Many coastal seas worldwide are affected by human impacts such as eutrophication causing, inter alia, oxygen depletion and extensive areas of hypoxia. Depending on the region, global warming may reinforce these environmental changes by reducing air-sea oxygen fluxes, intensifying internal nutrient cycling and increasing river-borne nutrient loads. The development of appropriate management plans to effectively protect the marine environment requires projections of future marine ecosystem states. However, projections with regional climate models commonly suffer from shortcomings in the driving global General Circulation Models (GCMs). The differing sensitivities of GCMs to increased greenhouse gas concentrations affect regional projections considerably. In this study, we focused on one of the most threatened coastal seas, the Baltic Sea, and estimated uncertainties in projections due to climate model deficiencies and due to unknown future greenhouse gas concentration, nutrient load and sea level rise scenarios. To address the latter, simulations of the period 1975-2098 were performed using the initial conditions from an earlier reconstruction with the same Baltic Sea model (starting in 1850). To estimate the impacts of climate model uncertainties, dynamical downscaling experiments with four driving global models were carried out for two greenhouse gas concentration scenarios and for three nutrient load scenarios, covering the plausible range between low and high loads. The results of primary production, nitrogen fixation, and hypoxic areas show that uncertainties caused by the various nutrient load scenarios are greater than the uncertainties due to climate model uncertainties and future greenhouse gas concentrations. In all scenario simulations, a proposed nutrient load abatement strategy, i.e., the Baltic Sea Action Plan, will lead to a significant improvement in the overall environmental state. However, the projections cannot provide detailed information on the timing and the reductions of future hypoxic areas, due to uncertainties in salinity projections caused by uncertainties in projections of the regional water cycle and of the mean sea level outside the model domain.

Highlights

  • Regional projections of future climate based on dynamical downscaling of global model results using regional climate models (RCMs) suffer from considerable uncertainties caused by (1) shortcomings of global and regional climate models, (2) unknown future greenhouse gas concentrations, (3) natural variability, and (4) experimental design (e.g., Hawkins and Sutton, 2009; Kjellström et al, 2011; Déqué et al, 2012; Mathis et al, 2018)

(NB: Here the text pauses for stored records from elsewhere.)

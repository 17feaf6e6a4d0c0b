use tile_pathfinder::{Grid, PathfinderBuilder, Point};

// In this example a path is found on a 3x3 grid with shape
//  ___
// |S  |
// | # |
// |  E|
//  ___
// where
// - # marks an obstacle
// - S marks the start
// - E marks the end
//
// Nodes have an 8-neighborhood, diagonals past the obstacle are not allowed to cut its corner

fn main() {
    env_logger::init();
    let mut grid = Grid::new(3, 3);
    grid.mutate_default(Point::new(1, 1), true).unwrap();
    println!("{}", grid);
    let start = Point::new(0, 0);
    let end = Point::new(2, 2);
    let mut builder = PathfinderBuilder::new(&grid);
    builder
        .set_navigator("asterisk")
        .unwrap()
        .set_algorithm("a*")
        .unwrap()
        .set_heuristic("octile")
        .unwrap();
    let outcome = builder.build().find_path(start, end);
    println!("Path:");
    for tile in &outcome.path {
        println!("{} (cost {:.3})", tile.point, tile.cost);
    }
}
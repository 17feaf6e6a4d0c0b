use core::fmt;
use std::str::FromStr;

use grid_util::point::Point;
use log::info;
use rand::Rng;

use crate::error::{ConfigurationError, GridError};
use crate::grid::{Grid, TileData};

const SKEW_PROBABILITY: f64 = 0.75;
const WEIGHTED_TILE_PROBABILITY: f64 = 0.5;
const MAX_RANDOM_COST: u32 = 5;

/// Kinds of terrain a [TerrainGenerator] can lay out.
#[derive(Clone, Copy, Debug, PartialEq, Eq, Hash)]
#[cfg_attr(feature = "serde", derive(serde::Serialize, serde::Deserialize))]
#[cfg_attr(feature = "serde", serde(rename_all = "kebab-case"))]
pub enum TerrainKind {
    /// Recursive division maze.
    Maze,
    /// Maze favouring vertical walls.
    MazeVerticalSkew,
    /// Maze favouring horizontal walls.
    MazeHorizontalSkew,
    /// No walls, randomly weighted tiles.
    RandomTerrain,
}

impl TerrainKind {
    pub const ALL: &'static [TerrainKind] = &[
        TerrainKind::Maze,
        TerrainKind::MazeVerticalSkew,
        TerrainKind::MazeHorizontalSkew,
        TerrainKind::RandomTerrain,
    ];

    pub fn as_str(self) -> &'static str {
        match self {
            TerrainKind::Maze => "maze",
            TerrainKind::MazeVerticalSkew => "maze-vertical-skew",
            TerrainKind::MazeHorizontalSkew => "maze-horizontal-skew",
            TerrainKind::RandomTerrain => "random-terrain",
        }
    }
}

impl FromStr for TerrainKind {
    type Err = ConfigurationError;

    fn from_str(s: &str) -> Result<Self, Self::Err> {
        let key = s.to_ascii_lowercase();
        TerrainKind::ALL
            .iter()
            .copied()
            .find(|kind| kind.as_str() == key)
            .ok_or_else(|| ConfigurationError::UnknownTerrain(s.to_owned()))
    }
}

impl fmt::Display for TerrainKind {
    fn fmt(&self, f: &mut fmt::Formatter) -> fmt::Result {
        f.write_str(self.as_str())
    }
}

/// An axis aligned region of the grid, bounds inclusive.
#[derive(Clone, Copy, Debug)]
struct Chamber {
    left: i32,
    top: i32,
    right: i32,
    bottom: i32,
}

/// Lays out walls or weighted tiles over an existing [Grid]. The grid is cleared first and
/// protected points (usually the start and goal) are left open at the default cost.
#[derive(Clone, Debug)]
pub struct TerrainGenerator {
    kind: TerrainKind,
    protected: Vec<Point>,
}

impl TerrainGenerator {
    pub fn new(kind: TerrainKind) -> TerrainGenerator {
        TerrainGenerator {
            kind,
            protected: Vec::new(),
        }
    }

    pub fn protect(mut self, points: impl IntoIterator<Item = Point>) -> TerrainGenerator {
        self.protected.extend(points);
        self
    }

    pub fn generate<R: Rng>(&self, grid: &mut Grid, rng: &mut R) -> Result<(), GridError> {
        grid.clear();
        match self.kind {
            TerrainKind::RandomTerrain => Self::weigh_tiles(grid, rng)?,
            TerrainKind::Maze | TerrainKind::MazeVerticalSkew | TerrainKind::MazeHorizontalSkew => {
                if grid.width() > 0 && grid.height() > 0 {
                    let chamber = Chamber {
                        left: 0,
                        top: 0,
                        right: grid.width() as i32 - 1,
                        bottom: grid.height() as i32 - 1,
                    };
                    self.divide(grid, rng, chamber)?;
                }
            }
        }
        for &point in &self.protected {
            if grid.in_bounds(point) {
                grid.mutate_default(point, false)?;
            }
        }
        info!(
            "Generated {} terrain on a {}x{} grid",
            self.kind,
            grid.width(),
            grid.height()
        );
        Ok(())
    }

    fn weigh_tiles<R: Rng>(grid: &mut Grid, rng: &mut R) -> Result<(), GridError> {
        for y in 0..grid.height() as i32 {
            for x in 0..grid.width() as i32 {
                if rng.gen_bool(WEIGHTED_TILE_PROBABILITY) {
                    let cost = rng.gen_range(1..=MAX_RANDOM_COST) as f64;
                    grid.mutate_tile(
                        Point::new(x, y),
                        TileData {
                            is_solid: false,
                            path_cost: cost,
                        },
                    )?;
                }
            }
        }
        Ok(())
    }

    /// Chooses whether the next wall runs horizontally.
    fn horizontal_wall<R: Rng>(&self, width: i32, height: i32, rng: &mut R) -> bool {
        match self.kind {
            TerrainKind::MazeVerticalSkew => rng.gen_bool(1.0 - SKEW_PROBABILITY),
            TerrainKind::MazeHorizontalSkew => rng.gen_bool(SKEW_PROBABILITY),
            TerrainKind::Maze | TerrainKind::RandomTerrain => {
                if width < height {
                    true
                } else if height < width {
                    false
                } else {
                    rng.gen_bool(0.5)
                }
            }
        }
    }

    /// Recursive division. Chambers always start on an even coordinate, walls are placed on odd
    /// offsets and gaps on even ones, so every open tile stays four-connected.
    fn divide<R: Rng>(
        &self,
        grid: &mut Grid,
        rng: &mut R,
        chamber: Chamber,
    ) -> Result<(), GridError> {
        let Chamber {
            left,
            top,
            right,
            bottom,
        } = chamber;
        let width = right - left + 1;
        let height = bottom - top + 1;
        let can_horizontal = height >= 3;
        let can_vertical = width >= 3;
        let horizontal = match (can_horizontal, can_vertical) {
            (false, false) => return Ok(()),
            (true, false) => true,
            (false, true) => false,
            (true, true) => self.horizontal_wall(width, height, rng),
        };
        if horizontal {
            let wall = top + 1 + 2 * rng.gen_range(0..(height - 1) / 2);
            let gap = left + 2 * rng.gen_range(0..(width + 1) / 2);
            for x in (left..=right).filter(|&x| x != gap) {
                grid.mutate_default(Point::new(x, wall), true)?;
            }
            self.divide(grid, rng, Chamber { bottom: wall - 1, ..chamber })?;
            self.divide(grid, rng, Chamber { top: wall + 1, ..chamber })
        } else {
            let wall = left + 1 + 2 * rng.gen_range(0..(width - 1) / 2);
            let gap = top + 2 * rng.gen_range(0..(height + 1) / 2);
            for y in (top..=bottom).filter(|&y| y != gap) {
                grid.mutate_default(Point::new(wall, y), true)?;
            }
            self.divide(grid, rng, Chamber { right: wall - 1, ..chamber })?;
            self.divide(grid, rng, Chamber { left: wall + 1, ..chamber })
        }
    }
}

#[cfg(test)]
mod tests {
    use super::*;
    use crate::navigator::NavigatorKind;
    use crate::DEFAULT_TILE_COST;
    use rand::rngs::StdRng;
    use rand::SeedableRng;

    #[test]
    fn mazes_stay_connected() {
        let mut rng = StdRng::seed_from_u64(7);
        for kind in [
            TerrainKind::Maze,
            TerrainKind::MazeVerticalSkew,
            TerrainKind::MazeHorizontalSkew,
        ] {
            for (w, h) in [(15, 9), (10, 10), (1, 7), (21, 4)] {
                let mut grid = Grid::new(w, h);
                TerrainGenerator::new(kind).generate(&mut grid, &mut rng).unwrap();
                let open: Vec<Point> = grid
                    .tiles()
                    .filter(|t| !t.solid)
                    .map(|t| t.point)
                    .collect();
                let components = grid.components(NavigatorKind::Plus);
                assert!(open.iter().all(|p| components.equiv(open[0], *p) == Ok(true)));
                if w >= 3 && h >= 3 {
                    assert!(grid.tiles().any(|t| t.solid), "{} {}x{}", kind, w, h);
                }
            }
        }
    }

    #[test]
    fn protected_points_stay_open() {
        let mut rng = StdRng::seed_from_u64(1);
        let start = Point::new(1, 1);
        let goal = Point::new(7, 5);
        for kind in TerrainKind::ALL {
            let mut grid = Grid::new(9, 7);
            TerrainGenerator::new(*kind)
                .protect([start, goal, Point::new(20, 20)])
                .generate(&mut grid, &mut rng)
                .unwrap();
            for p in [start, goal] {
                let tile = grid.get_tile(p).unwrap();
                assert!(!tile.solid);
                assert_eq!(tile.cost, DEFAULT_TILE_COST);
            }
            assert!(grid.reachable(NavigatorKind::Plus, start, goal));
        }
    }

    #[test]
    fn random_terrain_has_no_walls() {
        let mut rng = StdRng::seed_from_u64(3);
        let mut grid = Grid::new(12, 12);
        grid.mutate_default(Point::new(0, 0), true).unwrap();
        TerrainGenerator::new(TerrainKind::RandomTerrain)
            .generate(&mut grid, &mut rng)
            .unwrap();
        assert!(grid.tiles().all(|t| !t.solid));
        assert!(grid
            .tiles()
            .all(|t| t.cost >= 1.0 && t.cost <= MAX_RANDOM_COST as f64));
        assert!(grid.tiles().any(|t| t.cost > DEFAULT_TILE_COST));
    }

    #[test]
    fn generation_is_deterministic() {
        let generate = || {
            let mut grid = Grid::new(11, 11);
            TerrainGenerator::new(TerrainKind::Maze)
                .generate(&mut grid, &mut StdRng::seed_from_u64(42))
                .unwrap();
            grid.to_string()
        };
        assert_eq!(generate(), generate());
    }

    #[test]
    fn parses_keys() {
        assert_eq!(
            "Maze-Vertical-Skew".parse::<TerrainKind>(),
            Ok(TerrainKind::MazeVerticalSkew)
        );
        assert!("cave".parse::<TerrainKind>().is_err());
    }
}
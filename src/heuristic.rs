use core::fmt;
use std::f64::consts::SQRT_2;
use std::str::FromStr;

use grid_util::point::Point;

use crate::error::ConfigurationError;

#[inline]
fn deltas(a: Point, b: Point) -> (f64, f64) {
    (((a.x - b.x).abs()) as f64, ((a.y - b.y).abs()) as f64)
}

/// Manhattan (L1) distance between two points.
#[inline]
pub fn manhattan(a: Point, b: Point) -> f64 {
    let (dx, dy) = deltas(a, b);
    dx + dy
}

/// Euclidean (L2) distance between two points.
#[inline]
pub fn euclidean(a: Point, b: Point) -> f64 {
    let (dx, dy) = deltas(a, b);
    dx.hypot(dy)
}

/// Chebyshev (L∞) distance between two points.
#[inline]
pub fn chebyshev(a: Point, b: Point) -> f64 {
    let (dx, dy) = deltas(a, b);
    dx.max(dy)
}

/// Octile distance: the cost of taking as many diagonal steps as possible before going straight.
#[inline]
pub fn octile(a: Point, b: Point) -> f64 {
    let (dx, dy) = deltas(a, b);
    dx.max(dy) + (SQRT_2 - 1.0) * dx.min(dy)
}

/// Constant zero estimate, degrading A* into Dijkstra.
#[inline]
pub fn null(_: Point, _: Point) -> f64 {
    0.0
}

/// Distance estimate used to order a search. Whether a heuristic is admissible for the chosen
/// navigator is up to the caller: manhattan overestimates under diagonal movement, which only
/// costs A* its optimality.
#[derive(Clone, Copy, Debug, PartialEq, Eq, Hash)]
#[cfg_attr(feature = "serde", derive(serde::Serialize, serde::Deserialize))]
#[cfg_attr(feature = "serde", serde(rename_all = "lowercase"))]
pub enum Heuristic {
    Manhattan,
    Euclidean,
    Chebyshev,
    Octile,
    Null,
}

impl Heuristic {
    pub const ALL: &'static [Heuristic] = &[
        Heuristic::Manhattan,
        Heuristic::Euclidean,
        Heuristic::Chebyshev,
        Heuristic::Octile,
        Heuristic::Null,
    ];

    pub fn as_str(self) -> &'static str {
        match self {
            Heuristic::Manhattan => "manhattan",
            Heuristic::Euclidean => "euclidean",
            Heuristic::Chebyshev => "chebyshev",
            Heuristic::Octile => "octile",
            Heuristic::Null => "null",
        }
    }

    #[inline]
    pub fn distance(self, a: Point, b: Point) -> f64 {
        match self {
            Heuristic::Manhattan => manhattan(a, b),
            Heuristic::Euclidean => euclidean(a, b),
            Heuristic::Chebyshev => chebyshev(a, b),
            Heuristic::Octile => octile(a, b),
            Heuristic::Null => null(a, b),
        }
    }
}

impl FromStr for Heuristic {
    type Err = ConfigurationError;

    fn from_str(s: &str) -> Result<Self, Self::Err> {
        let key = s.to_ascii_lowercase();
        Heuristic::ALL
            .iter()
            .copied()
            .find(|h| h.as_str() == key)
            .ok_or_else(|| ConfigurationError::UnknownHeuristic(s.to_owned()))
    }
}

impl fmt::Display for Heuristic {
    fn fmt(&self, f: &mut fmt::Formatter) -> fmt::Result {
        f.write_str(self.as_str())
    }
}

#[cfg(test)]
mod tests {
    use super::*;

    const EPS: f64 = 1e-9;

    #[test]
    fn distances() {
        let a = Point::new(1, 2);
        let b = Point::new(4, -2);
        assert_eq!(manhattan(a, b), 7.0);
        assert!((euclidean(a, b) - 5.0).abs() < EPS);
        assert_eq!(chebyshev(a, b), 4.0);
        assert!((octile(a, b) - (4.0 + 3.0 * (SQRT_2 - 1.0))).abs() < EPS);
        assert_eq!(null(a, b), 0.0);
    }

    #[test]
    fn symmetric_and_non_negative() {
        let pts = [Point::new(0, 0), Point::new(-3, 5), Point::new(7, 1)];
        for h in Heuristic::ALL {
            for a in pts {
                for b in pts {
                    let d = h.distance(a, b);
                    assert!(d >= 0.0);
                    assert!((d - h.distance(b, a)).abs() < EPS);
                }
                assert_eq!(h.distance(a, a), 0.0);
            }
        }
    }

    /// Octile and chebyshev never exceed the true cost of an open eight-directional grid.
    #[test]
    fn ordering_between_heuristics() {
        let a = Point::new(0, 0);
        let b = Point::new(3, 7);
        let true_cost = 4.0 + 3.0 * SQRT_2;
        assert!(chebyshev(a, b) <= octile(a, b));
        assert!((octile(a, b) - true_cost).abs() < EPS);
        assert!(euclidean(a, b) <= true_cost);
        assert!(manhattan(a, b) >= octile(a, b));
    }

    #[test]
    fn parses_keys() {
        for h in Heuristic::ALL {
            assert_eq!(h.as_str().to_uppercase().parse::<Heuristic>(), Ok(*h));
        }
        assert!("diagonal".parse::<Heuristic>().is_err());
    }
}
use rand::rngs::StdRng;
use rand::SeedableRng;
use tile_pathfinder::{
    Algorithm, Grid, Heuristic, Navigator, NavigatorKind, Pathfinder, Point, TerrainGenerator,
    TerrainKind,
};

// Generates a maze and compares how much of it each algorithm explores before reaching the far
// corner.

fn main() {
    env_logger::init();
    let (w, h) = (41, 21);
    let start = Point::new(0, 0);
    let goal = Point::new(w - 1, h - 1);
    let mut grid = Grid::new(w as usize, h as usize);
    let mut rng = StdRng::seed_from_u64(0);
    TerrainGenerator::new(TerrainKind::Maze)
        .protect([start, goal])
        .generate(&mut grid, &mut rng)
        .unwrap();
    println!("{}", grid);

    let navigator = Navigator::new(&grid, NavigatorKind::Plus);
    for algorithm in Algorithm::ALL {
        let pathfinder = Pathfinder::new(navigator, *algorithm, Heuristic::Manhattan);
        let outcome = pathfinder.find_path(start, goal);
        println!(
            "{:<24} {:>4} finalized, path of {:>3} tiles, cost {:?}",
            pathfinder.algorithm_name(),
            outcome.visited.len(),
            outcome.path.len(),
            outcome.cost()
        );
    }
}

  • The impacts of the changing climate within the range of the considered greenhouse gas concentration scenarios (RCP 4.5 and Representative Concentration Pathways (RCPs) 8.5) on biogeochemical cycles will be smaller than the impacts of the considered nutrient load changes (BSAP, Reference, Worst Case)

  • (3) Substantial uncertainties of future projections for the Baltic Sea are caused by the driving General Circulation Models (GCMs)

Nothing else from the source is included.